(EXERCISE PROMPT) Write out each line of the entries below that holds the word "serde".
BEGIN MATERIAL PROVIDED
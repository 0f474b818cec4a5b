use anyhow::{Context, Result};
use serde::Deserialize;
use std::path::{Path, PathBuf};

#[derive(Debug, Deserialize, Clone)]
pub struct Config {
    pub db: DbConfig,
    pub catalog: CatalogConfig,
    #[serde(default)]
    pub enrichment: EnrichmentConfig,
}

#[derive(Debug, Deserialize, Clone)]
pub struct DbConfig {
    pub path: PathBuf,
}

/// Connection settings for the remote catalog service.
///
/// Credentials live here (or in the `CATALOG_API_KEY` environment variable)
/// rather than in source, so tests can point the fetcher at a mock endpoint.
#[derive(Debug, Deserialize, Clone)]
pub struct CatalogConfig {
    pub endpoint: String,
    pub app_id: String,
    #[serde(default)]
    pub api_key: String,
    #[serde(default = "default_hits_per_page")]
    pub hits_per_page: u32,
    #[serde(default = "default_catalog_timeout_secs")]
    pub timeout_secs: u64,
}

fn default_hits_per_page() -> u32 {
    1000
}
fn default_catalog_timeout_secs() -> u64 {
    30
}

#[derive(Debug, Deserialize, Clone)]
pub struct EnrichmentConfig {
    #[serde(default = "default_enrichment_timeout_secs")]
    pub timeout_secs: u64,
}

impl Default for EnrichmentConfig {
    fn default() -> Self {
        Self {
            timeout_secs: default_enrichment_timeout_secs(),
        }
    }
}

fn default_enrichment_timeout_secs() -> u64 {
    10
}

pub fn load_config(path: &Path) -> Result<Config> {
    let content = std::fs::read_to_string(path)
        .with_context(|| format!("Failed to read config file: {}", path.display()))?;

    let mut config: Config =
        toml::from_str(&content).with_context(|| "Failed to parse config file")?;

    // Environment takes precedence over the file for the credential
    if let Ok(key) = std::env::var("CATALOG_API_KEY") {
        if !key.is_empty() {
            config.catalog.api_key = key;
        }
    }

    if config.catalog.endpoint.is_empty() {
        anyhow::bail!("catalog.endpoint must not be empty");
    }
    if config.catalog.app_id.is_empty() {
        anyhow::bail!("catalog.app_id must not be empty");
    }
    if config.catalog.api_key.is_empty() {
        anyhow::bail!("catalog.api_key must be set in the config file or via CATALOG_API_KEY");
    }
    if config.catalog.hits_per_page == 0 {
        anyhow::bail!("catalog.hits_per_page must be > 0");
    }
    if config.catalog.timeout_secs == 0 {
        anyhow::bail!("catalog.timeout_secs must be > 0");
    }
    if config.enrichment.timeout_secs == 0 {
        anyhow::bail!("enrichment.timeout_secs must be > 0");
    }

    Ok(config)
}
END MATERIAL PROVIDED
(RESULT BELOW)
use serde::Deserialize;
    #[serde(default)]
    #[serde(default)]
    #[serde(default = "default_hits_per_page")]
    #[serde(default = "default_catalog_timeout_secs")]
    #[serde(default = "default_enrichment_timeout_secs")]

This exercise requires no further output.